- Born: 1925 Thekkatte, Mangalore, Karnataka, India
- Died: 27 February 2009 (aged 83–84) Mumbai
- Occupation: Scholar
- Spouse: Asha
- Children: a son and a daughter
- Awards: Padma Shri Netaji Subhash Chandra Bose National Award ABI Man of the Year
- Website: web site

= Tekkatte Narayan Shanbhag =

Indian scholar (1925–2009)

Tekkatte Narayan Shanbhag (1925-2009) was an Indian scholar, bookseller and the founder of Strand Book Stores. He was credited with working to transform bookselling into a personal experience, prompting the writer Kushwant Singh, on a BBC show, to call Strand the only personal book shop in India. He was honoured by the Government of India in 2003 with Padma Shri, the fourth highest Indian civilian award.

==Biography==
Thekkatte Narayan Shanbhag was born in 1925 in Thekkate, a hamlet near Mangalore, in the Indian state of Karnataka to a wealthy grocer. His father died when Shanbhag was aged just over two and he had a difficult childhood. Unable to pay for the school fees, he appeared for and passed a scholarship examination which paid for his further school education.

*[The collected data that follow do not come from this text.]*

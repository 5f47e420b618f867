//! Error types for the Hypixel Player Stats CLI

use thiserror::Error;


pub type Result<T> = std::result::Result<T, StatsError>;

#[derive(Error, Debug)]
pub enum StatsError {
    #[error("HTTP request failed: {0}")]
    Http(#[from] reqwest::Error),

    #[error("JSON parsing failed: {0}")]
    Json(#[from] serde_json::Error),

    #[error("base64 decoding failed: {0}")]
    Base64(#[from] base64::DecodeError),

    #[error("player not found: {name}")]
    PlayerNotFound { name: String },

    #[error("Hypixel API error: {cause}")]
    Api { cause: String },

    #[error("API key not provided and {env_var} environment variable not set")]
    MissingApiKey { env_var: String },

    #[error("invalid username: {name}")]
    InvalidUsername { name: String },
}
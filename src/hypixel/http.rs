//! HTTP calls against the Hypixel API.

use std::time::Duration;

use reqwest::Client;
use serde_json::Value;
use tracing::debug;

use crate::cli::types::{ApiKey, PlayerUuid};
use crate::hypixel::types::PlayerResponse;
use crate::Result;

/// Base path for the Hypixel API.
pub const API_BASE_URL: &str = "https://api.hypixel.net";

/// Hypixel calls are bounded at 15 seconds.
pub const REQUEST_TIMEOUT: Duration = Duration::from_secs(15);

/// Build a client with the Hypixel request timeout applied.
pub fn build_client() -> Result<Client> {
    Ok(Client::builder().timeout(REQUEST_TIMEOUT).build()?)
}

/// Fetch the raw player payload for a UUID.
///
/// The body is decoded regardless of HTTP status: the API reports failures
/// (bad key, throttling) in-band as `{"success": false, "cause": ...}`, and
/// that cause is the error the caller should see.
pub async fn get_player(client: &Client, api_key: &ApiKey, uuid: &PlayerUuid) -> Result<Value> {
    let url = format!("{API_BASE_URL}/player");
    let params = [("key", api_key.as_str()), ("uuid", uuid.as_str())];
    debug!(%uuid, "fetching Hypixel player payload");

    let response = client
        .get(&url)
        .query(&params)
        .send()
        .await?
        .json::<PlayerResponse>()
        .await?;

    response.into_player()
}
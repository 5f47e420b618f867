//! Player stats command implementation.
//!
//! Resolves the name, fans out the two independent fetches, joins, and
//! hands both payloads to the pure transformer. An identity or stats
//! failure aborts the whole query; a skin failure never does.

use crate::cli::types::{ApiKey, Username};
use crate::hypixel::{self, transform::transform};
use crate::hypixel::types::{DuelModeStats, PlayerRecord};
use crate::mojang::{self, http::fetch_skin, http::resolve_uuid};
use crate::Result;

use super::resolve_api_key;

/// Parameters for the player stats command
pub struct PlayerStatsParams {
    pub name: Username,
    pub api_key: Option<ApiKey>,
    pub as_json: bool,
    pub debug: bool,
}

/// Handle the player stats command
pub async fn handle_player_stats(params: PlayerStatsParams) -> Result<()> {
    let api_key = resolve_api_key(params.api_key)?;

    let mojang_client = mojang::http::build_client()?;
    let hypixel_client = hypixel::http::build_client()?;

    let identity = resolve_uuid(&mojang_client, &params.name).await?;
    if params.debug {
        println!("Resolved {} -> {}", identity.name, identity.id);
    }

    // The two fetches are independent; join before the transform since it
    // needs both payloads.
    let (player, skin) = tokio::join!(
        hypixel::http::get_player(&hypixel_client, &api_key, &identity.id),
        fetch_skin(&mojang_client, &identity.id),
    );
    let player = player?;

    let record = transform(&player, &identity.id, &skin);

    if params.as_json {
        println!("{}", serde_json::to_string_pretty(&record)?);
    } else {
        print_record(&record);
    }

    Ok(())
}

fn print_record(record: &PlayerRecord) {
    println!("UUID:        {}", record.uuid);
    println!("First login: {}", record.first_login);
    println!("Last login:  {}", record.last_login);

    println!("\nBasic");
    println!("  Name:  {}", record.basic.display_name);
    println!("  Level: {:.2}", record.basic.level);
    println!("  Karma: {}", record.basic.karma);
    println!("  Cape:  {}", if record.basic.has_cape { "yes" } else { "no" });

    println!("\nSocial");
    println!("  Friends: {}", record.social.friends);
    println!("  Guild:   {}", record.social.guild);

    let bedwars = &record.games.bedwars;
    println!("\nBedwars");
    println!(
        "  Level {} | Final kills {} | Final deaths {} | KD {} | Wins {}",
        bedwars.level, bedwars.final_kills, bedwars.final_deaths, bedwars.final_kd, bedwars.wins
    );

    let skywars = &record.games.skywars;
    println!("\nSkyWars");
    println!(
        "  Level {} | Kills {} | Deaths {} | KD {}",
        skywars.level, skywars.kills, skywars.deaths, skywars.kd
    );

    println!("\nDuels");
    print_duel_line("Overall", &record.games.duels.overall);
    for entry in &record.games.duels.modes {
        print_duel_line(entry.mode, &entry.stats);
    }
}

fn print_duel_line(mode: &str, stats: &DuelModeStats) {
    print!(
        "  {mode:<14} wins {:>6} | kills {:>6} | deaths {:>6} | KD {:>7} | streak {:>4} (best {:>4})",
        stats.wins,
        stats.kills,
        stats.deaths,
        stats.kd.to_string(),
        stats.current_winstreak,
        stats.best_winstreak,
    );
    if let (Some(best), Some(average)) = (&stats.best_time, &stats.average_time) {
        print!(" | best {best} | avg {average}");
    }
    println!();
}
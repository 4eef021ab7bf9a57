/// Song model and lifecycle transitions
///
/// # Lifecycle
///
/// ```text
/// pending ──> generating ──┬──> complete
///                          └──> error
/// ```
///
/// `complete` and `error` are terminal. Every transition is a guarded
/// `UPDATE ... WHERE status = <expected>` so only one writer can move a song
/// out of a given state; the `bool` each `mark_*` function returns says
/// whether this caller won.
///
/// # Schema
///
/// ```sql
/// CREATE TYPE song_status AS ENUM ('pending', 'generating', 'complete', 'error');
///
/// CREATE TABLE songs (
///     id UUID PRIMARY KEY DEFAULT gen_random_uuid(),
///     team_id UUID NOT NULL REFERENCES teams(id) ON DELETE CASCADE,
///     created_by_user_id UUID NOT NULL,
///     title TEXT NOT NULL,
///     genre TEXT NOT NULL,
///     status song_status NOT NULL DEFAULT 'pending',
///     week_start_date DATE NOT NULL,
///     week_end_date DATE NOT NULL,
///     lyrics TEXT,
///     audio_url TEXT,
///     error_message TEXT,
///     created_at TIMESTAMPTZ NOT NULL DEFAULT NOW(),
///     updated_at TIMESTAMPTZ NOT NULL DEFAULT NOW(),
///     completed_at TIMESTAMPTZ
/// );
/// ```

use crate::genre::Genre;
use chrono::{DateTime, NaiveDate, Utc};
use serde::{Deserialize, Serialize};
use sqlx::{PgExecutor, PgPool};
use uuid::Uuid;

/// Song generation status
#[derive(Debug, Clone, Copy, PartialEq, Eq, Serialize, Deserialize, sqlx::Type)]
#[sqlx(type_name = "song_status", rename_all = "lowercase")]
#[serde(rename_all = "lowercase")]
pub enum SongStatus {
    /// Row created, credit not yet committed
    Pending,

    /// Handed to the generation engine
    Generating,

    /// Audio available
    Complete,

    /// Generation failed; credit refunded
    Error,
}

impl SongStatus {
    pub fn as_str(&self) -> &'static str {
        match self {
            SongStatus::Pending => "pending",
            SongStatus::Generating => "generating",
            SongStatus::Complete => "complete",
            SongStatus::Error => "error",
        }
    }
}

/// Song model
#[derive(Debug, Clone, Serialize, Deserialize, sqlx::FromRow)]
pub struct Song {
    pub id: Uuid,
    pub team_id: Uuid,
    pub created_by_user_id: Uuid,
    pub title: String,

    #[sqlx(try_from = "String")]
    pub genre: Genre,

    pub status: SongStatus,
    pub week_start_date: NaiveDate,
    pub week_end_date: NaiveDate,

    /// Set on completion
    pub lyrics: Option<String>,

    /// Set on completion
    pub audio_url: Option<String>,

    /// Set on failure
    pub error_message: Option<String>,

    pub created_at: DateTime<Utc>,
    pub updated_at: DateTime<Utc>,
    pub completed_at: Option<DateTime<Utc>>,
}

/// Input for creating a song
#[derive(Debug, Clone)]
pub struct CreateSong {
    pub team_id: Uuid,
    pub created_by_user_id: Uuid,
    pub title: String,
    pub genre: Genre,
    pub week_start_date: NaiveDate,
    pub week_end_date: NaiveDate,
}

impl Song {
    /// Inserts a song in `pending`
    pub async fn create<'e>(
        executor: impl PgExecutor<'e>,
        data: CreateSong,
    ) -> Result<Self, sqlx::Error> {
        sqlx::query_as::<_, Song>(
            r#"
            INSERT INTO songs (team_id, created_by_user_id, title, genre, status,
                               week_start_date, week_end_date)
            VALUES ($1, $2, $3, $4, 'pending', $5, $6)
            RETURNING id, team_id, created_by_user_id, title, genre, status,
                      week_start_date, week_end_date, lyrics, audio_url, error_message,
                      created_at, updated_at, completed_at
            "#,
        )
        .bind(data.team_id)
        .bind(data.created_by_user_id)
        .bind(data.title)
        .bind(data.genre.as_str())
        .bind(data.week_start_date)
        .bind(data.week_end_date)
        .fetch_one(executor)
        .await
    }

    pub async fn find_by_id<'e>(
        executor: impl PgExecutor<'e>,
        id: Uuid,
    ) -> Result<Option<Self>, sqlx::Error> {
        sqlx::query_as::<_, Song>(
            r#"
            SELECT id, team_id, created_by_user_id, title, genre, status,
                   week_start_date, week_end_date, lyrics, audio_url, error_message,
                   created_at, updated_at, completed_at
            FROM songs
            WHERE id = $1
            "#,
        )
        .bind(id)
        .fetch_optional(executor)
        .await
    }

    /// Lists a team's songs, newest first
    pub async fn list_by_team(
        pool: &PgPool,
        team_id: Uuid,
        limit: i64,
    ) -> Result<Vec<Self>, sqlx::Error> {
        sqlx::query_as::<_, Song>(
            r#"
            SELECT id, team_id, created_by_user_id, title, genre, status,
                   week_start_date, week_end_date, lyrics, audio_url, error_message,
                   created_at, updated_at, completed_at
            FROM songs
            WHERE team_id = $1
            ORDER BY created_at DESC
            LIMIT $2
            "#,
        )
        .bind(team_id)
        .bind(limit)
        .fetch_all(pool)
        .await
    }

    /// pending -> generating
    pub async fn mark_generating<'e>(
        executor: impl PgExecutor<'e>,
        id: Uuid,
    ) -> Result<bool, sqlx::Error> {
        let result = sqlx::query(
            r#"
            UPDATE songs
            SET status = 'generating', updated_at = NOW()
            WHERE id = $1 AND status = 'pending'
            "#,
        )
        .bind(id)
        .execute(executor)
        .await?;

        Ok(result.rows_affected() == 1)
    }

    /// generating -> complete, storing lyrics and the audio reference
    pub async fn mark_complete<'e>(
        executor: impl PgExecutor<'e>,
        id: Uuid,
        lyrics: &str,
        audio_url: &str,
    ) -> Result<bool, sqlx::Error> {
        let result = sqlx::query(
            r#"
            UPDATE songs
            SET status = 'complete',
                lyrics = $2,
                audio_url = $3,
                error_message = NULL,
                completed_at = NOW(),
                updated_at = NOW()
            WHERE id = $1 AND status = 'generating'
            "#,
        )
        .bind(id)
        .bind(lyrics)
        .bind(audio_url)
        .execute(executor)
        .await?;

        Ok(result.rows_affected() == 1)
    }

    /// generating -> error
    ///
    /// Returns `true` only for the caller that performed the transition;
    /// that caller owns the refund.
    pub async fn mark_error<'e>(
        executor: impl PgExecutor<'e>,
        id: Uuid,
        message: &str,
    ) -> Result<bool, sqlx::Error> {
        let result = sqlx::query(
            r#"
            UPDATE songs
            SET status = 'error',
                error_message = $2,
                updated_at = NOW()
            WHERE id = $1 AND status = 'generating'
            "#,
        )
        .bind(id)
        .bind(message)
        .execute(executor)
        .await?;

        Ok(result.rows_affected() == 1)
    }

    /// Songs that have sat in `generating` since before `cutoff`
    pub async fn list_stale_generating(
        pool: &PgPool,
        cutoff: DateTime<Utc>,
        limit: i64,
    ) -> Result<Vec<Self>, sqlx::Error> {
        sqlx::query_as::<_, Song>(
            r#"
            SELECT id, team_id, created_by_user_id, title, genre, status,
                   week_start_date, week_end_date, lyrics, audio_url, error_message,
                   created_at, updated_at, completed_at
            FROM songs
            WHERE status = 'generating' AND updated_at < $1
            ORDER BY updated_at ASC
            LIMIT $2
            "#,
        )
        .bind(cutoff)
        .bind(limit)
        .fetch_all(pool)
        .await
    }
}
/// Accomplishment model
///
/// Free-text wins logged by team members. Each accomplishment feeds at most
/// one song: once a song claims it, `used_in_song` flips to true and the
/// song id is recorded.
///
/// # Schema
///
/// ```sql
/// CREATE TABLE accomplishments (
///     id UUID PRIMARY KEY DEFAULT gen_random_uuid(),
///     team_id UUID NOT NULL REFERENCES teams(id) ON DELETE CASCADE,
///     user_id UUID NOT NULL,
///     text TEXT NOT NULL,
///     used_in_song BOOLEAN NOT NULL DEFAULT FALSE,
///     used_in_song_id UUID REFERENCES songs(id) ON DELETE SET NULL,
///     created_at TIMESTAMPTZ NOT NULL DEFAULT NOW()
/// );
/// ```

use chrono::{DateTime, Utc};
use serde::{Deserialize, Serialize};
use sqlx::{PgExecutor, PgPool};
use uuid::Uuid;

/// Maximum accomplishment length in characters
pub const MAX_TEXT_LEN: usize = 2000;

#[derive(Debug, Clone, Serialize, Deserialize, sqlx::FromRow)]
pub struct Accomplishment {
    pub id: Uuid,
    pub team_id: Uuid,

    /// Author
    pub user_id: Uuid,

    pub text: String,
    pub used_in_song: bool,
    pub used_in_song_id: Option<Uuid>,
    pub created_at: DateTime<Utc>,
}

#[derive(Debug, Clone, Serialize, Deserialize)]
pub struct CreateAccomplishment {
    pub team_id: Uuid,
    pub user_id: Uuid,
    pub text: String,
}

impl Accomplishment {
    /// Records a new accomplishment
    pub async fn create(pool: &PgPool, data: CreateAccomplishment) -> Result<Self, sqlx::Error> {
        sqlx::query_as::<_, Accomplishment>(
            r#"
            INSERT INTO accomplishments (team_id, user_id, text)
            VALUES ($1, $2, $3)
            RETURNING id, team_id, user_id, text, used_in_song, used_in_song_id, created_at
            "#,
        )
        .bind(data.team_id)
        .bind(data.user_id)
        .bind(data.text)
        .fetch_one(pool)
        .await
    }

    /// Lists a team's accomplishments, newest first
    ///
    /// # Arguments
    ///
    /// * `unused_only` - skip accomplishments already claimed by a song
    /// * `limit` - maximum rows returned
    pub async fn list_by_team(
        pool: &PgPool,
        team_id: Uuid,
        unused_only: bool,
        limit: i64,
    ) -> Result<Vec<Self>, sqlx::Error> {
        sqlx::query_as::<_, Accomplishment>(
            r#"
            SELECT id, team_id, user_id, text, used_in_song, used_in_song_id, created_at
            FROM accomplishments
            WHERE team_id = $1
              AND ($2 = FALSE OR used_in_song = FALSE)
            ORDER BY created_at DESC
            LIMIT $3
            "#,
        )
        .bind(team_id)
        .bind(unused_only)
        .bind(limit)
        .fetch_all(pool)
        .await
    }

    /// Unused accomplishments created in `[from, until)`, oldest first
    ///
    /// Rows are locked so a concurrent generation request for the same
    /// window waits instead of claiming the same accomplishments.
    pub async fn find_unused_in_window<'e>(
        executor: impl PgExecutor<'e>,
        team_id: Uuid,
        from: DateTime<Utc>,
        until: DateTime<Utc>,
    ) -> Result<Vec<Self>, sqlx::Error> {
        sqlx::query_as::<_, Accomplishment>(
            r#"
            SELECT id, team_id, user_id, text, used_in_song, used_in_song_id, created_at
            FROM accomplishments
            WHERE team_id = $1
              AND used_in_song = FALSE
              AND created_at >= $2
              AND created_at < $3
            ORDER BY created_at ASC
            FOR UPDATE
            "#,
        )
        .bind(team_id)
        .bind(from)
        .bind(until)
        .fetch_all(executor)
        .await
    }

    /// Links accomplishments to a song
    ///
    /// Only rows that are still unused are touched. The caller compares the
    /// returned count against `ids.len()` to detect a lost race.
    pub async fn mark_used<'e>(
        executor: impl PgExecutor<'e>,
        ids: &[Uuid],
        song_id: Uuid,
    ) -> Result<u64, sqlx::Error> {
        let result = sqlx::query(
            r#"
            UPDATE accomplishments
            SET used_in_song = TRUE, used_in_song_id = $2
            WHERE id = ANY($1) AND used_in_song = FALSE
            "#,
        )
        .bind(ids)
        .bind(song_id)
        .execute(executor)
        .await?;

        Ok(result.rows_affected())
    }
}
/// Per-user rate limiting for authenticated endpoints
///
/// Token bucket with Redis-backed state, so limits hold across API
/// instances. Every user gets `RATE_LIMIT_PER_MINUTE` tokens that refill
/// continuously; each request spends one.
///
/// # Storage
///
/// State stored in Redis with keys: `ratelimit:user:{user_id}`
/// TTL: 2 minutes (auto-cleanup)
///
/// # Availability
///
/// The limiter fails open. With no `REDIS_URL`, or when Redis errors, the
/// request is let through and a warning is logged.
///
/// # Headers
///
/// - `X-RateLimit-Limit`: Requests allowed per minute
/// - `X-RateLimit-Remaining`: Tokens remaining
/// - `X-RateLimit-Reset`: Unix timestamp when the bucket is full again
/// - `Retry-After`: Seconds to wait (429 responses only)

use crate::app::AppState;
use crate::error::ApiError;
use axum::{
    extract::{Extension, Request, State},
    http::HeaderValue,
    middleware::Next,
    response::Response,
};
use songteam_shared::auth::middleware::AuthContext;
use uuid::Uuid;

/// Seconds a bucket survives without traffic
const BUCKET_TTL_SECS: u64 = 120;

/// Atomic refill-and-take. Returns `{allowed, remaining, retry_after}`.
const TOKEN_BUCKET_SCRIPT: &str = r#"
local key = KEYS[1]
local capacity = tonumber(ARGV[1])
local refill_rate = tonumber(ARGV[2])
local now = tonumber(ARGV[3])
local ttl = tonumber(ARGV[4])

local bucket = redis.call('HMGET', key, 'tokens', 'last_refill')
local tokens = tonumber(bucket[1])
local last_refill = tonumber(bucket[2])

if not tokens then
    tokens = capacity
    last_refill = now
end

local elapsed = math.max(0, now - last_refill)
tokens = math.min(capacity, tokens + (elapsed * refill_rate))

if tokens >= 1 then
    tokens = tokens - 1
    redis.call('HSET', key, 'tokens', tokens, 'last_refill', now)
    redis.call('EXPIRE', key, ttl)
    return {1, math.floor(tokens), 0}
else
    redis.call('HSET', key, 'tokens', tokens, 'last_refill', now)
    redis.call('EXPIRE', key, ttl)
    return {0, 0, math.ceil((1 - tokens) / refill_rate)}
end
"#;

/// Bucket parameters
#[derive(Debug, Clone, Copy, PartialEq)]
pub struct RateLimit {
    /// Maximum requests per minute
    pub requests_per_minute: u32,

    /// Token refill rate (tokens per second)
    pub refill_rate: f64,

    /// Maximum tokens in bucket (burst capacity)
    pub bucket_capacity: u32,
}

impl RateLimit {
    /// A bucket that allows `requests_per_minute`, bursting up to the same
    pub fn per_minute(requests_per_minute: u32) -> Self {
        let requests_per_minute = requests_per_minute.max(1);
        RateLimit {
            requests_per_minute,
            refill_rate: requests_per_minute as f64 / 60.0,
            bucket_capacity: requests_per_minute,
        }
    }

    /// Seconds until a bucket holding `remaining` tokens is full again
    pub fn seconds_until_full(&self, remaining: u32) -> u64 {
        let missing = self.bucket_capacity.saturating_sub(remaining) as f64;
        (missing / self.refill_rate).ceil() as u64
    }
}

/// Result of rate limit check
#[derive(Debug, Clone, PartialEq, Eq)]
pub struct RateLimitResult {
    /// Whether request is allowed
    pub allowed: bool,

    /// Tokens remaining
    pub remaining: u32,

    /// Seconds to wait before retrying (0 when allowed)
    pub retry_after: u64,
}

impl RateLimitResult {
    fn from_script(values: &[i64]) -> Option<Self> {
        match values {
            [allowed, remaining, retry_after] => {
                let allowed = *allowed == 1;
                Some(RateLimitResult {
                    allowed,
                    remaining: u32::try_from(*remaining).unwrap_or(0),
                    retry_after: if allowed {
                        0
                    } else {
                        u64::try_from(*retry_after).unwrap_or(1).max(1)
                    },
                })
            }
            _ => None,
        }
    }
}

/// Rate limiting middleware layer
///
/// Must run inside the JWT layer; it keys buckets by the caller's user id.
///
/// # Errors
///
/// - 429 Too Many Requests: bucket empty
pub async fn rate_limit_layer(
    State(state): State<AppState>,
    Extension(auth): Extension<AuthContext>,
    request: Request,
    next: Next,
) -> Result<Response, ApiError> {
    let Some(redis) = state.redis.clone() else {
        return Ok(next.run(request).await);
    };

    let limit = RateLimit::per_minute(state.config.rate_limit.requests_per_minute);

    let result = match check_rate_limit(redis, auth.user_id, limit).await {
        Ok(result) => result,
        Err(e) => {
            tracing::warn!(error = %e, user_id = %auth.user_id, "Rate limit check failed; allowing request");
            return Ok(next.run(request).await);
        }
    };

    if !result.allowed {
        tracing::debug!(user_id = %auth.user_id, retry_after = result.retry_after, "Rate limit exceeded");
        return Err(ApiError::RateLimitExceeded {
            retry_after: result.retry_after,
            message: format!(
                "Rate limit exceeded. Try again in {} seconds",
                result.retry_after
            ),
        });
    }

    let mut response = next.run(request).await;

    let reset = chrono::Utc::now().timestamp().max(0) as u64 + limit.seconds_until_full(result.remaining);
    let headers = response.headers_mut();
    headers.insert("X-RateLimit-Limit", HeaderValue::from(limit.requests_per_minute));
    headers.insert("X-RateLimit-Remaining", HeaderValue::from(result.remaining));
    headers.insert("X-RateLimit-Reset", HeaderValue::from(reset));

    Ok(response)
}

/// Spends one token from the user's bucket
///
/// # Errors
///
/// Returns the Redis error if the script could not run; the caller decides
/// whether to fail open.
pub async fn check_rate_limit(
    mut redis: redis::aio::ConnectionManager,
    user_id: Uuid,
    limit: RateLimit,
) -> Result<RateLimitResult, redis::RedisError> {
    let key = format!("ratelimit:user:{}", user_id);
    let now = chrono::Utc::now().timestamp();

    let values: Vec<i64> = redis::Script::new(TOKEN_BUCKET_SCRIPT)
        .key(&key)
        .arg(limit.bucket_capacity)
        .arg(limit.refill_rate)
        .arg(now)
        .arg(BUCKET_TTL_SECS)
        .invoke_async(&mut redis)
        .await?;

    RateLimitResult::from_script(&values).ok_or_else(|| {
        redis::RedisError::from((
            redis::ErrorKind::TypeError,
            "unexpected rate limit script reply",
        ))
    })
}

#[cfg(test)]
mod tests {
    use super::*;

    #[test]
    fn test_per_minute() {
        let limit = RateLimit::per_minute(60);
        assert_eq!(limit.requests_per_minute, 60);
        assert_eq!(limit.bucket_capacity, 60);
        assert_eq!(limit.refill_rate, 1.0);

        let slow = RateLimit::per_minute(10);
        assert!((slow.refill_rate - 0.1667).abs() < 0.001);
    }

    #[test]
    fn test_zero_is_clamped() {
        let limit = RateLimit::per_minute(0);
        assert_eq!(limit.bucket_capacity, 1);
        assert!(limit.refill_rate > 0.0);
    }

    #[test]
    fn test_seconds_until_full() {
        let limit = RateLimit::per_minute(60);
        assert_eq!(limit.seconds_until_full(60), 0);
        assert_eq!(limit.seconds_until_full(57), 3);
        assert_eq!(limit.seconds_until_full(0), 60);
    }

    #[test]
    fn test_script_reply_parsing() {
        assert_eq!(
            RateLimitResult::from_script(&[1, 41, 0]),
            Some(RateLimitResult {
                allowed: true,
                remaining: 41,
                retry_after: 0,
            })
        );

        let denied = RateLimitResult::from_script(&[0, 0, 6]).unwrap();
        assert!(!denied.allowed);
        assert_eq!(denied.retry_after, 6);

        assert_eq!(RateLimitResult::from_script(&[1, 2]), None);
    }
}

Later, he took up a part-time job and joined St. Xavier's College, Mumbai where he completed his graduate studies.

With a passion for books, he started his career in 1948 by opening a small kiosk to sell books at the Strand Cinema, Mumbai, a cinema showing mostly Hollywood movies. After initial struggles, business began to pick up and Shanbhag moved the book shop in 1953 to a larger space in Fort, Mumbai. He was reported to have interacted with the customers on a personal level and several dignitaries such as Sir Ambalal Sarabhai, Mirza Ismail, then Diwan of Mysore, T. T. Krishnamachari, Y. B. Chavan and Jawaharlal Nehru were known to have become his customers. He was known to be first bookseller in India to break the Net Book Agreement of 1900 by offering a 20 percent discount on the published prices and allowed customers to have unhindered browsing at his shops. The experience is reported to have expanded his customer base which included A. P. J. Abdul Kalam, J. R. D. Tata, Khushwant Singh, V. S. Naipaul, Soli Sorabjee, N. R. Narayana Murthy, Nani Palkhivala, G. D. Birla, Keshub Mahindra and Azim Premji.

Shanbhag died, aged 85, at his residence in Mumbai, Maharashtra on 27 February 2009.

==Awards and recognitions==
The Government of India honoured him with the civilian award of Padma Shri in 2003. In 2006, he received Netaji Subash Chandra Bose National Award. Face to Face with Indian Publishing Professionals, a book by S. K. Ghai, has dedicated a chapter on Shanbhag.